//! [`FrameSource`] reading detections produced by an external marker detector
//!
//! The detector writes one JSON array of [`MarkerObservation`]s per line, one line per processed
//! camera frame, into a file or named pipe.
//!
//! A stream created on a path opens it lazily, so the detector may be started after the
//! executable. Until the path can be read the self-test fails, which holds the behaviour manager
//! in `Init`. A regular file is followed as it grows. A named pipe is reopened when the detector
//! closes it.

// ------------------------------------------------------------------------------------------------
// IMPORTS
// ------------------------------------------------------------------------------------------------

use log::{debug, info, warn};
use std::{
    fs::{self, File},
    io::{self, BufRead, BufReader},
    path::{Path, PathBuf},
};

use super::{FrameSource, VisionError};
use comms_if::eqpt::vision::MarkerObservation;

// ------------------------------------------------------------------------------------------------
// STRUCTS
// ------------------------------------------------------------------------------------------------

pub struct DetectionStream<R> {
    /// Path the reader is (re)opened from, `None` for a stream built on a reader
    path: Option<PathBuf>,

    reader: Option<R>,

    open: fn(&Path) -> io::Result<R>,

    line: String,
}

// ------------------------------------------------------------------------------------------------
// IMPLS
// ------------------------------------------------------------------------------------------------

impl DetectionStream<BufReader<File>> {
    /// Create a stream on the given file or named pipe. The path is not opened until the stream
    /// is first tested or read.
    pub fn open<P: AsRef<Path>>(path: P) -> Self {
        Self {
            path: Some(path.as_ref().to_path_buf()),
            reader: None,
            open: open_file,
            line: String::new(),
        }
    }
}

impl<R: BufRead> DetectionStream<R> {
    /// Create a stream on an already open reader. The end of the reader closes the stream.
    pub fn new(reader: R) -> Self {
        Self {
            path: None,
            reader: Some(reader),
            open: no_reopen,
            line: String::new(),
        }
    }

    /// Open the reader if it isn't already.
    fn ensure_open(&mut self) -> Result<&mut R, VisionError> {
        if self.reader.is_none() {
            let path = self.path.as_ref().ok_or(VisionError::SourceClosed)?;
            let reader = (self.open)(path).map_err(VisionError::OpenError)?;
            info!("Detection stream {:?} opened", path);
            self.reader = Some(reader);
        }

        self.reader.as_mut().ok_or(VisionError::SourceClosed)
    }

    /// Handle the end of the reader.
    fn end_of_stream(&mut self) -> VisionError {
        match &self.path {
            // The writer of a pipe has gone, reopen on the next acquisition
            Some(p) if is_fifo(p) => {
                debug!("Detection pipe {:?} closed by the detector", p);
                self.reader = None;
                VisionError::NoNewFrame
            }
            // Follow the file as the detector appends to it
            Some(_) => VisionError::NoNewFrame,
            None => VisionError::SourceClosed,
        }
    }
}

impl<R: BufRead + Send + 'static> FrameSource for DetectionStream<R> {
    fn acquire(&mut self) -> Result<Vec<MarkerObservation>, VisionError> {
        loop {
            self.line.clear();

            if self.reader.is_none() {
                self.ensure_open()?;
            }

            let read = match self.reader.as_mut() {
                Some(r) => r.read_line(&mut self.line).map_err(VisionError::ReadError)?,
                None => return Err(VisionError::SourceClosed),
            };

            if read == 0 {
                return Err(self.end_of_stream());
            }

            // Blank lines are keep-alives from the detector
            let trimmed = self.line.trim();
            if trimmed.is_empty() {
                continue;
            }

            return serde_json::from_str(trimmed).map_err(VisionError::ParseError);
        }
    }

    /// Passes once a frame is waiting to be read. Opening a named pipe blocks until the detector
    /// opens it for writing, so for a pipe it is enough that it exists.
    fn self_test(&mut self) -> bool {
        if self.reader.is_none() {
            if let Some(p) = &self.path {
                match fs::metadata(p) {
                    Ok(_) if is_fifo(p) => return true,
                    Ok(_) => (),
                    Err(e) => {
                        warn!("Detection stream {:?} is not available: {}", p, e);
                        return false;
                    }
                }
            }
        }

        let reader = match self.ensure_open() {
            Ok(r) => r,
            Err(e) => {
                warn!("Could not open the detection stream: {}", e);
                return false;
            }
        };

        match reader.fill_buf() {
            Ok(buf) if !buf.is_empty() => true,
            Ok(_) => {
                warn!("Detection stream is empty, is the detector running?");
                false
            }
            Err(e) => {
                warn!("Could not read the detection stream: {}", e);
                false
            }
        }
    }
}

// ------------------------------------------------------------------------------------------------
// FUNCTIONS
// ------------------------------------------------------------------------------------------------

fn open_file(path: &Path) -> io::Result<BufReader<File>> {
    File::open(path).map(BufReader::new)
}

fn no_reopen<R>(_path: &Path) -> io::Result<R> {
    Err(io::Error::new(
        io::ErrorKind::NotFound,
        "the stream has no path to reopen",
    ))
}

#[cfg(unix)]
fn is_fifo(path: &Path) -> bool {
    use std::os::unix::fs::FileTypeExt;

    fs::metadata(path)
        .map(|m| m.file_type().is_fifo())
        .unwrap_or(false)
}

#[cfg(not(unix))]
fn is_fifo(_path: &Path) -> bool {
    false
}

// ------------------------------------------------------------------------------------------------
// TESTS
// ------------------------------------------------------------------------------------------------
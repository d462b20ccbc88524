//! # Actuator Module
//!
//! Provides the [`ActuatorPort`] abstraction through which behaviour states command the drive,
//! and the motor board driver which implements it over an I2C bus.

// ------------------------------------------------------------------------------------------------
// MODULES
// ------------------------------------------------------------------------------------------------

/// [`ActuatorPort`] implementation for the three channel motor driver board.
pub mod motor_board;

// ------------------------------------------------------------------------------------------------
// IMPORTS
// ------------------------------------------------------------------------------------------------

use comms_if::eqpt::mech::DriveCommand;

pub use motor_board::{MotorBoard, MotorBoardParams};

// ------------------------------------------------------------------------------------------------
// TRAITS
// ------------------------------------------------------------------------------------------------

/// Unified interface to the drive actuators.
pub trait ActuatorPort {
    /// Command a body velocity.
    ///
    /// The command is converted into wheel powers and transmitted. A failed transmission is
    /// retried once immediately, the second failure is returned.
    fn set_velocity(&mut self, cmd: DriveCommand) -> Result<(), ActuatorError>;

    /// Command all wheels to zero.
    fn stop(&mut self) -> Result<(), ActuatorError> {
        self.set_velocity(DriveCommand::zero())
    }

    /// Check that the actuators respond.
    fn self_test(&mut self) -> bool;
}

// ------------------------------------------------------------------------------------------------
// ENUMS
// ------------------------------------------------------------------------------------------------

#[derive(thiserror::Error, Debug)]
pub enum ActuatorError {
    #[error("Bus write to motor {motor_id} failed after retrying: {msg}")]
    BusError { motor_id: u8, msg: String },

    #[error("Could not open the actuator bus: {0}")]
    BusInitError(String),
}

// ------------------------------------------------------------------------------------------------
// TESTS
// ------------------------------------------------------------------------------------------------

#[cfg(test)]
mod test {
    use super::*;

    #[test]
    fn test_error_display() {
        let e = ActuatorError::BusInitError(String::from("Permission denied"));
        assert_eq!(
            format!("{}", e),
            "Could not open the actuator bus: Permission denied"
        );

        let e = ActuatorError::BusError {
            motor_id: 2,
            msg: String::from("nack"),
        };
        assert_eq!(
            format!("{}", e),
            "Bus write to motor 2 failed after retrying: nack"
        );
    }
}
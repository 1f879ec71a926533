use std::fmt;
use std::io;

use crcframe_codec::FrameError;

pub const SUCCESS: i32 = 0;
pub const FAILURE: i32 = 1;
pub const PERMISSION_DENIED: i32 = 50;
pub const DATA_INVALID: i32 = 60;
pub const USAGE: i32 = 64;
pub const INTERNAL: i32 = 125;

pub type CliResult<T> = Result<T, CliError>;

#[derive(Debug)]
pub struct CliError {
    pub code: i32,
    pub message: String,
}

impl CliError {
    pub fn new(code: i32, message: impl Into<String>) -> Self {
        Self {
            code,
            message: message.into(),
        }
    }
}

impl fmt::Display for CliError {
    fn fmt(&self, f: &mut fmt::Formatter<'_>) -> fmt::Result {
        write!(f, "{}", self.message)
    }
}

impl std::error::Error for CliError {}

pub fn io_error(context: &str, err: io::Error) -> CliError {
    let code = match err.kind() {
        io::ErrorKind::PermissionDenied => PERMISSION_DENIED,
        io::ErrorKind::NotFound => FAILURE,
        _ => INTERNAL,
    };
    CliError::new(code, format!("{context}: {err}"))
}

pub fn frame_error(context: &str, err: FrameError) -> CliError {
    match err {
        FrameError::Io(source) => io_error(context, source),
        FrameError::ConnectionClosed => CliError::new(FAILURE, format!("{context}: {err}")),
        other => CliError::new(DATA_INVALID, format!("{context}: {other}")),
    }
}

AIM OF THE EXERCISE — Check each line of the entries for the string "ActuatorError". Copy the lines that have it.

FINISHED TASK —
    fn set_velocity(&mut self, cmd: DriveCommand) -> Result<(), ActuatorError>;
    fn stop(&mut self) -> Result<(), ActuatorError> {
pub enum ActuatorError {
        let e = ActuatorError::BusInitError(String::from("Permission denied"));
        let e = ActuatorError::BusError {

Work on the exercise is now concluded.